*** Available data Section Begins ***

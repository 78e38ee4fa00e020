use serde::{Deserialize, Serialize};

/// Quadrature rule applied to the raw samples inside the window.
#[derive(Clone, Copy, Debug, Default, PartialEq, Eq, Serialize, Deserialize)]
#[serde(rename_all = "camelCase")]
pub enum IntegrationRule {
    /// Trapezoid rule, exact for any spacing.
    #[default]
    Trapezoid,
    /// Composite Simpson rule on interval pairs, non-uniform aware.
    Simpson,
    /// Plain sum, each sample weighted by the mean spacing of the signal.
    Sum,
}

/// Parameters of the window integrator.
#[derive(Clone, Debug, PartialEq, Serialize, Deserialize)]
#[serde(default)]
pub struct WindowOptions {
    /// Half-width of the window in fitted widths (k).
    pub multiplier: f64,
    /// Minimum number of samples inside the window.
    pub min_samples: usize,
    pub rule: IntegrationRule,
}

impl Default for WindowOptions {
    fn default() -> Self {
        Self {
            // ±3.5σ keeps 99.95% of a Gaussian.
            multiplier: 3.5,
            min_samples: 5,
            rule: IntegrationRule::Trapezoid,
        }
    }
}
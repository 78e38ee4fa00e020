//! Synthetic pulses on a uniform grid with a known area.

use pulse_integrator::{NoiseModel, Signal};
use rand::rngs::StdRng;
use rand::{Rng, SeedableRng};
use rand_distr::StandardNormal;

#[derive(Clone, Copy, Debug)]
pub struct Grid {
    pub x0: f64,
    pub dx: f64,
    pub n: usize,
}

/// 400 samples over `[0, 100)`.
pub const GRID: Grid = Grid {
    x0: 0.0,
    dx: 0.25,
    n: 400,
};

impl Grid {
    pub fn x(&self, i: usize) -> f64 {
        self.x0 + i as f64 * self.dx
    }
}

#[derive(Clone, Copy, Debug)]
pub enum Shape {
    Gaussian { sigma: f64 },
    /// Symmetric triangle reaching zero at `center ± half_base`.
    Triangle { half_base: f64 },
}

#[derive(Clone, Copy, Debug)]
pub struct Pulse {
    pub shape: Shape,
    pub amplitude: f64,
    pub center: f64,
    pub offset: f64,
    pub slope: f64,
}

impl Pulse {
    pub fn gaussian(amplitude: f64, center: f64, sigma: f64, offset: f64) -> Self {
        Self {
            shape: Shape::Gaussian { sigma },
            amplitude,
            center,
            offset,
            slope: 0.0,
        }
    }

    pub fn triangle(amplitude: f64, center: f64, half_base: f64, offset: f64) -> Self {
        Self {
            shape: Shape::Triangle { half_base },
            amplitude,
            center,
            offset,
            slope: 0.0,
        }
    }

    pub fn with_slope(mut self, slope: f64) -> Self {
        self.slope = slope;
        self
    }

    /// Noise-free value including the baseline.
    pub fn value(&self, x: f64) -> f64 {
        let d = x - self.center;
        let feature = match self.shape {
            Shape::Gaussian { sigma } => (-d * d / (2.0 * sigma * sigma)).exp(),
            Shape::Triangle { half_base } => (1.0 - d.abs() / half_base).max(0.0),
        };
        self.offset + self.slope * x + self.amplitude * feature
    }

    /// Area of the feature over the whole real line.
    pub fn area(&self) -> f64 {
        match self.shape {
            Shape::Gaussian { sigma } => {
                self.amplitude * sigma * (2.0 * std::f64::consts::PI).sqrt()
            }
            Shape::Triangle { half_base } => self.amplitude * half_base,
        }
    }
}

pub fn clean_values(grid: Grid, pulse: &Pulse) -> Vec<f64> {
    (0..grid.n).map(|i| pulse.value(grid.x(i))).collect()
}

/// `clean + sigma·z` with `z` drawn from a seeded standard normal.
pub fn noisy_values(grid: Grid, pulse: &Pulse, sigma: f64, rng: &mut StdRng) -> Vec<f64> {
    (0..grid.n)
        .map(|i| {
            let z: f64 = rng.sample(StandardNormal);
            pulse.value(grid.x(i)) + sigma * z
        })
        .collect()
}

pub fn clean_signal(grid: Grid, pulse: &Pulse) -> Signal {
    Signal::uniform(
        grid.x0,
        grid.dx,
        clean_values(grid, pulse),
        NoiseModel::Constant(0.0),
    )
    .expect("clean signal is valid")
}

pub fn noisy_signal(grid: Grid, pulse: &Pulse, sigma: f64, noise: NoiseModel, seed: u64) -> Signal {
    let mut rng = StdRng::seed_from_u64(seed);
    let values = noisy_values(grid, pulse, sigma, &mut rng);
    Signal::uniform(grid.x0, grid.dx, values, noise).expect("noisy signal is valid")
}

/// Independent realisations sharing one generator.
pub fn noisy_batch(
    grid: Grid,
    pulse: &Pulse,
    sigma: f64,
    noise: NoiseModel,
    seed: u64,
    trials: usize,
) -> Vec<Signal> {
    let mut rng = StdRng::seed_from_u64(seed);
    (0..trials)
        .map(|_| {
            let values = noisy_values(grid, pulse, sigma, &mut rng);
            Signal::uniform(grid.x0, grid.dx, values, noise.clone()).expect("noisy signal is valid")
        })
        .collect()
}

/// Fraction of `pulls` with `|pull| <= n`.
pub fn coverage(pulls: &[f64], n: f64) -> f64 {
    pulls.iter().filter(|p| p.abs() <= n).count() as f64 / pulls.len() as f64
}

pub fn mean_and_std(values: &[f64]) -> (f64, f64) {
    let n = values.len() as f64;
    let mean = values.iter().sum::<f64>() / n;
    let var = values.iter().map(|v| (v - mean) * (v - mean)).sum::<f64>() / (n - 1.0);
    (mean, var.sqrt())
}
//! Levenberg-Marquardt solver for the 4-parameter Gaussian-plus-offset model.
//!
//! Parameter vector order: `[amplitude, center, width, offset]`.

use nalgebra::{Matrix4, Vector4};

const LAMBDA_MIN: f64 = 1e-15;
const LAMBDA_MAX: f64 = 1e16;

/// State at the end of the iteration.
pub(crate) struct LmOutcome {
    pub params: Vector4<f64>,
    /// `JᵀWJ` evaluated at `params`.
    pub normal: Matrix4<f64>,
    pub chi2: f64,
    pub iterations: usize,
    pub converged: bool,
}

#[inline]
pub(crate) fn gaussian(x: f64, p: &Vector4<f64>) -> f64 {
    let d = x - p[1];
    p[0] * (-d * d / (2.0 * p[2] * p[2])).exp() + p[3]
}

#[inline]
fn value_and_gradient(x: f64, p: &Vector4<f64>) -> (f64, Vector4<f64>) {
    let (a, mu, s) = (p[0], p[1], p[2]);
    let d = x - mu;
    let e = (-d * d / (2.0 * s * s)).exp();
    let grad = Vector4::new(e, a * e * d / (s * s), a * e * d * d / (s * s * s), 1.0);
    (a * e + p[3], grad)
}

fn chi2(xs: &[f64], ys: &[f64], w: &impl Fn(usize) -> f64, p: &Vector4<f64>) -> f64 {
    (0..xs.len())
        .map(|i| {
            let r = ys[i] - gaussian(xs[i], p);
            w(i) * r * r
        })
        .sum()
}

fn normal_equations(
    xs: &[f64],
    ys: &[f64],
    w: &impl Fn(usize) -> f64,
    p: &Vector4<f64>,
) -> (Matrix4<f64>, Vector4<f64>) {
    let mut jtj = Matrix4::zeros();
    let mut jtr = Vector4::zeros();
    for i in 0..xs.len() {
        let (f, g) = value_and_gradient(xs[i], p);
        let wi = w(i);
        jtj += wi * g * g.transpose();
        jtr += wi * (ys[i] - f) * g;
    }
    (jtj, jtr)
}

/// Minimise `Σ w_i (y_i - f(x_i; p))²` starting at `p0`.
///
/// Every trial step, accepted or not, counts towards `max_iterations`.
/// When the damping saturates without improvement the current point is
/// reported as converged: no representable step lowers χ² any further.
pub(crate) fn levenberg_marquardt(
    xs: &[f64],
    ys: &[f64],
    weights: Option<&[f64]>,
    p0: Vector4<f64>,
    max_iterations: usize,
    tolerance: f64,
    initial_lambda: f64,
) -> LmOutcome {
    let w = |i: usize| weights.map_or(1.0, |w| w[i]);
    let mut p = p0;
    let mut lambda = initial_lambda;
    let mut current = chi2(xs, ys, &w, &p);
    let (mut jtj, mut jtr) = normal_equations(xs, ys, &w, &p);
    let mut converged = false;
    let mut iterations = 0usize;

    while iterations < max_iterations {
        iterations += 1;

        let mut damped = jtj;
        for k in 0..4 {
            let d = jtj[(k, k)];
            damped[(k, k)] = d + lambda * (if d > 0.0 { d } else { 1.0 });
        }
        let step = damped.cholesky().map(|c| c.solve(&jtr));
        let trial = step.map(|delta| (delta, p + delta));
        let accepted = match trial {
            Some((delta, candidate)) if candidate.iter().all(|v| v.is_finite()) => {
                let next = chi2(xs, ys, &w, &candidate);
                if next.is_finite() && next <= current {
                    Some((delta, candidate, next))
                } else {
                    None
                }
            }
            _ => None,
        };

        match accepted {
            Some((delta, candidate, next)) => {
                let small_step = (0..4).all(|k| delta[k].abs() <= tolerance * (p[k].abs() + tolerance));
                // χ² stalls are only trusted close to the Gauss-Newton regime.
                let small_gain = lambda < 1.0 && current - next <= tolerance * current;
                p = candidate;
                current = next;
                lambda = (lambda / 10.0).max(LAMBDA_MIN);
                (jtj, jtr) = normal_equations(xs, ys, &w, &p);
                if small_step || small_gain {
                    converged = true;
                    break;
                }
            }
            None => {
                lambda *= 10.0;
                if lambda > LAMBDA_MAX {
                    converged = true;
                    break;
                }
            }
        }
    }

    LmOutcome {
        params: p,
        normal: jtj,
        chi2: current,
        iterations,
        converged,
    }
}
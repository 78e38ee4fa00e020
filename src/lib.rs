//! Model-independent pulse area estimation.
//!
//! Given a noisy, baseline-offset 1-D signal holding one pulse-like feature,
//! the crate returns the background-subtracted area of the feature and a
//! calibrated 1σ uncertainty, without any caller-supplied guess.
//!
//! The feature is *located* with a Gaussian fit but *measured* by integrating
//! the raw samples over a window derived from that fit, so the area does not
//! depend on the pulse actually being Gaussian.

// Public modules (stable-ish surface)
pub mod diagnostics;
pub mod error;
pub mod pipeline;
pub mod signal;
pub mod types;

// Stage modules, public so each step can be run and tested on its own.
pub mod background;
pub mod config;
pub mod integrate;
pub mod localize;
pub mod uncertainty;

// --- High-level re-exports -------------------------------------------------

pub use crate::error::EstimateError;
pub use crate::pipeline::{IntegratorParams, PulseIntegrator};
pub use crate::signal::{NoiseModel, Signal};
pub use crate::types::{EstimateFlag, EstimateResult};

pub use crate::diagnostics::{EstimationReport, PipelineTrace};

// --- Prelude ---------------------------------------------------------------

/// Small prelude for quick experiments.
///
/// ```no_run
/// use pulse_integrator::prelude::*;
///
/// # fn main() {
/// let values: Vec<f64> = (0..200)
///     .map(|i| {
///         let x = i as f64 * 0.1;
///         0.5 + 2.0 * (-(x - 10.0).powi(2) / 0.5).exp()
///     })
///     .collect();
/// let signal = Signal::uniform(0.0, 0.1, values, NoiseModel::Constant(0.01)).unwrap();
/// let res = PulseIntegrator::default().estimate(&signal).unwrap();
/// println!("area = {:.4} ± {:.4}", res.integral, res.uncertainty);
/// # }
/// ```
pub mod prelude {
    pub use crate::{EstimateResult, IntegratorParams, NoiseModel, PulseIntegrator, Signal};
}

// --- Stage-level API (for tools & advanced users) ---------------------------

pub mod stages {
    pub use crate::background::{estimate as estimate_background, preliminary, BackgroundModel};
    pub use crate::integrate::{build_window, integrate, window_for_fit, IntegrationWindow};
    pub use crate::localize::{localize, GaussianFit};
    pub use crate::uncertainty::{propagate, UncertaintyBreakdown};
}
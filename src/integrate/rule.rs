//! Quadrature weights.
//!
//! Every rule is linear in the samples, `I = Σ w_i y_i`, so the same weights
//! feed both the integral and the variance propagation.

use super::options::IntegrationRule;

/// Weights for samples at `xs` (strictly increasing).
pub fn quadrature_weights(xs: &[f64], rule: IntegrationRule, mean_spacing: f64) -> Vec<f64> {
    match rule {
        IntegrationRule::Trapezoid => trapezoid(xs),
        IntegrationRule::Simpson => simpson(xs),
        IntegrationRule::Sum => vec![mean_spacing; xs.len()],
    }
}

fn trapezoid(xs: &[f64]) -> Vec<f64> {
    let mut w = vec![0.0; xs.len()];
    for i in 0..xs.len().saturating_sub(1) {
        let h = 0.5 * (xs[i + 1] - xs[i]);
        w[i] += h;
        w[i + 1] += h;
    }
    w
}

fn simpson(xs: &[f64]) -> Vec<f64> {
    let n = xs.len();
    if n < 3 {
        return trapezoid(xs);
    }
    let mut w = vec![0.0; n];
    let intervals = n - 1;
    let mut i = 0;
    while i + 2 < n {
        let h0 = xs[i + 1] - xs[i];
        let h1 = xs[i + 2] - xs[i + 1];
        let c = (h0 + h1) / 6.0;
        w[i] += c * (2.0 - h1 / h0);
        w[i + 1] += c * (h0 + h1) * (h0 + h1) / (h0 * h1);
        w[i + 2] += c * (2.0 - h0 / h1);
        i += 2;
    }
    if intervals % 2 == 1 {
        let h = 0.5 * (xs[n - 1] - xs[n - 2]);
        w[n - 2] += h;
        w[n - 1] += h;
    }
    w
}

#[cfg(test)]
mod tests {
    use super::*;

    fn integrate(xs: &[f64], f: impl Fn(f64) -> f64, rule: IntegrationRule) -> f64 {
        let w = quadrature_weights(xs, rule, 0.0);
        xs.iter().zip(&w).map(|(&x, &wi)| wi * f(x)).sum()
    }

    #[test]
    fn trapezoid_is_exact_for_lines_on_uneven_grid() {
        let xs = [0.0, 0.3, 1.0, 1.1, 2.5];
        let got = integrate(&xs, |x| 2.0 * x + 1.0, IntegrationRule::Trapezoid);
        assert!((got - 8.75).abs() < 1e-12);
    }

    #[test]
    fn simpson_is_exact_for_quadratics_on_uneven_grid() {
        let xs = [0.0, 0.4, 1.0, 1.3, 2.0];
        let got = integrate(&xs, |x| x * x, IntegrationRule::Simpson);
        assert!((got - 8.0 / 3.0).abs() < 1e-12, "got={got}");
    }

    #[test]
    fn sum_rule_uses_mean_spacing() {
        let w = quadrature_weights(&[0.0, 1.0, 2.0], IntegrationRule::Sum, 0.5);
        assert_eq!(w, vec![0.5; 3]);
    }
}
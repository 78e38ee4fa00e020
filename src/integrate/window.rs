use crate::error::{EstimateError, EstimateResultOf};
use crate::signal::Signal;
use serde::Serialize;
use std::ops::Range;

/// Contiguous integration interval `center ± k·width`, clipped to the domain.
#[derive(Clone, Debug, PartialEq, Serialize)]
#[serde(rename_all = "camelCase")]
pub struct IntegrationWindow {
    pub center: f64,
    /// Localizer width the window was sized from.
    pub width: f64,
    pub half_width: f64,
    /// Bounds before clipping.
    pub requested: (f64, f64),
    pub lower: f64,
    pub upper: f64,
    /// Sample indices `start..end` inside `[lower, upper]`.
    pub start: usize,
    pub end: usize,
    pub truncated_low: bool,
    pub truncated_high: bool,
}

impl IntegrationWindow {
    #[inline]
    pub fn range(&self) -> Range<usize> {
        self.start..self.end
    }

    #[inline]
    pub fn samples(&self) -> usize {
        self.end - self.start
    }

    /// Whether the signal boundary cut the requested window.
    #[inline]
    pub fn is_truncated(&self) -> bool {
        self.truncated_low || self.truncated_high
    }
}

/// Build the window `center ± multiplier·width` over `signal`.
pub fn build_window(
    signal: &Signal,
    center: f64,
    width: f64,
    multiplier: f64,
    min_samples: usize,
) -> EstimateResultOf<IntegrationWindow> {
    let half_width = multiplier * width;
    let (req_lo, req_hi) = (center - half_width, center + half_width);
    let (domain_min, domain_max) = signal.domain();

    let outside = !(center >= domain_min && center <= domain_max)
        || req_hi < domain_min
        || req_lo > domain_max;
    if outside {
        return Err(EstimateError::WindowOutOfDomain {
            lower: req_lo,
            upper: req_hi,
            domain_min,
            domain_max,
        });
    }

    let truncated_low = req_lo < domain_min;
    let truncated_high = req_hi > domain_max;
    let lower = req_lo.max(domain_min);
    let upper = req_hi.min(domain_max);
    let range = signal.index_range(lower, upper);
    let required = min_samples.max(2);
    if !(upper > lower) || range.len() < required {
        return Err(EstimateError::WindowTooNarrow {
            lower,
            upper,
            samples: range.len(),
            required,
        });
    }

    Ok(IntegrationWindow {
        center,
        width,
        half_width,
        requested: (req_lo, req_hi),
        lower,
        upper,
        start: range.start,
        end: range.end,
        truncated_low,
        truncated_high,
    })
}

*** Available data Section Ends ***

● Problem details:
Which lines of the data include "level"? Copy each of them.

● Finished task:
// --- High-level re-exports -------------------------------------------------
// --- Stage-level API (for tools & advanced users) ---------------------------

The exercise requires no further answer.